Ischemic stroke lacks clinically proven cerebroprotectants, partly because candidate targets have not been evaluated with rigorous translational pipelines. The aim of this study was to perform a systematic review about the potential role of the brain-enriched JNK3 signaling as a therapeutic target for acute ischemic stroke. A PRISMA-guided systematic search of PubMed, EMBASE and Scopus was performed up to October 2024. The research was limited to original research articles published in extenso on Institute for Scientific Information (ISI) Journals and written in English. Fifty-six studies met the inclusion criteria, all preclinical with a predominance for rodent models of global transient ischemia, with sparse representation of focal or large-animal models.
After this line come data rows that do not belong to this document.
use churn_common::Config;
use churn_load::engine::swarm::Swarm;
use churn_load::metrics;
use hyper::{
    service::{make_service_fn, service_fn},
    Body, Request, Response, Server, StatusCode,
};
use std::convert::Infallible;
use std::fs;
use std::io::ErrorKind;
use std::net::SocketAddr;
use tokio_util::sync::CancellationToken;
use tracing::{error, info, warn};
use tracing_subscriber::{fmt, prelude::*, EnvFilter};

const DEFAULT_CONFIG_PATH: &str = "config/churn_config.yaml";

fn init_production_logging() {
    let filter = EnvFilter::try_from_default_env().unwrap_or_else(|_| EnvFilter::new("info"));

    tracing_subscriber::registry()
        .with(filter)
        .with(fmt::layer().json().with_target(true))
        .init();

    info!("Structured logging initialized (JSON)");
}

fn load_config(path: &str) -> Result<Config, Box<dyn std::error::Error>> {
    match fs::read_to_string(path) {
        Ok(data) => Ok(Config::from_yaml_str(&data)?),
        Err(e) if e.kind() == ErrorKind::NotFound => {
            warn!(path, "Config file not found, using defaults");
            Ok(Config::default())
        }
        Err(e) => Err(Box::new(e)),
    }
}

async fn metrics_handler(req: Request<Body>) -> Result<Response<Body>, Infallible> {
    match req.uri().path() {
        "/health" => Ok(Response::new(Body::from("OK"))),
        "/metrics" => Ok(Response::new(Body::from(metrics::render_metrics()))),
        _ => {
            let mut not_found = Response::new(Body::from("Not Found"));
            *not_found.status_mut() = StatusCode::NOT_FOUND;
            Ok(not_found)
        }
    }
}

async fn run_metrics_server(port: u16, token: CancellationToken) {
    let addr = SocketAddr::from(([0, 0, 0, 0], port));

    let make_svc =
        make_service_fn(|_conn| async { Ok::<_, Infallible>(service_fn(metrics_handler)) });

    let server = match Server::try_bind(&addr) {
        Ok(builder) => builder
            .serve(make_svc)
            .with_graceful_shutdown(async move { token.cancelled().await }),
        Err(e) => {
            error!(port = port, error = %e, "Could not bind observability server");
            return;
        }
    };

    info!(port = port, "Observability server online");

    if let Err(e) = server.await {
        error!(error = %e, "Observability server failed");
    }
}

#[tokio::main]
async fn main() -> Result<(), Box<dyn std::error::Error>> {
    init_production_logging();

    let path = std::env::args()
        .nth(1)
        .unwrap_or_else(|| DEFAULT_CONFIG_PATH.to_string());
    let config = load_config(&path)?;
    let swarm = Swarm::new(&config)?;

    let master_token = CancellationToken::new();
    metrics::register_metrics();

    let metrics_server = if config.metrics.enabled {
        let port = config.metrics.port;
        let token = master_token.clone();
        Some(tokio::spawn(async move {
            run_metrics_server(port, token).await;
        }))
    } else {
        None
    };

    let signal_token = master_token.clone();
    tokio::spawn(async move {
        if tokio::signal::ctrl_c().await.is_ok() {
            info!("Shutdown signal received");
            signal_token.cancel();
        }
    });

    info!(
        target_addr = %config.target.address,
        users = config.swarm.users,
        min_hold_secs = config.task.min_hold_secs,
        max_hold_secs = config.task.max_hold_secs,
        "tcp-churn started"
    );

    let report = swarm.run(master_token.clone()).await;

    master_token.cancel();
    if let Some(handle) = metrics_server {
        let _ = handle.await;
    }

    info!(
        completed = report.completed,
        failed = report.failed,
        task_errors = report.task_errors,
        failure_ratio = report.failure_ratio(),
        mean_hold_ms = report.mean_hold.as_millis() as u64,
        mean_connect_us = report.mean_connect.as_micros() as u64,
        "Run finished"
    );
    Ok(())
}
Although the heterogeneous outcomes of the included studies, convergent evidence showed that JNK3 drives post-ischemic injury through (i) GluR6/NMDAR-PSD-95-MLK3 excitotoxic scaffolds, (ii) ASK1-initiated oxidative cascade, (iii) mitochondrial Bax/cytochrome-c apoptosis, (iv) ceramide synthesis and autophagy dysregulation, and (v) release from PI3K-AKT or HO-1 scaffold brakes. Collectively, literature supports JNK3 as a pleiotropic, druggable hub whose early blockade affords robust cerebroprotection, but translation into the clinical settings will require isoform-selective, brain-penetrant compounds evaluated in experimental conditions that more closely mirror clinical reality. Speculatively, future advances may derive from highly specific JNK3 inhibitors capable of targeting vulnerable neuronal populations within ischemic regions. When combined with optimized delivery systems and personalized therapeutic strategies, such agents may ultimately contribute to redefining the cerebroprotective landscape in stroke therapy.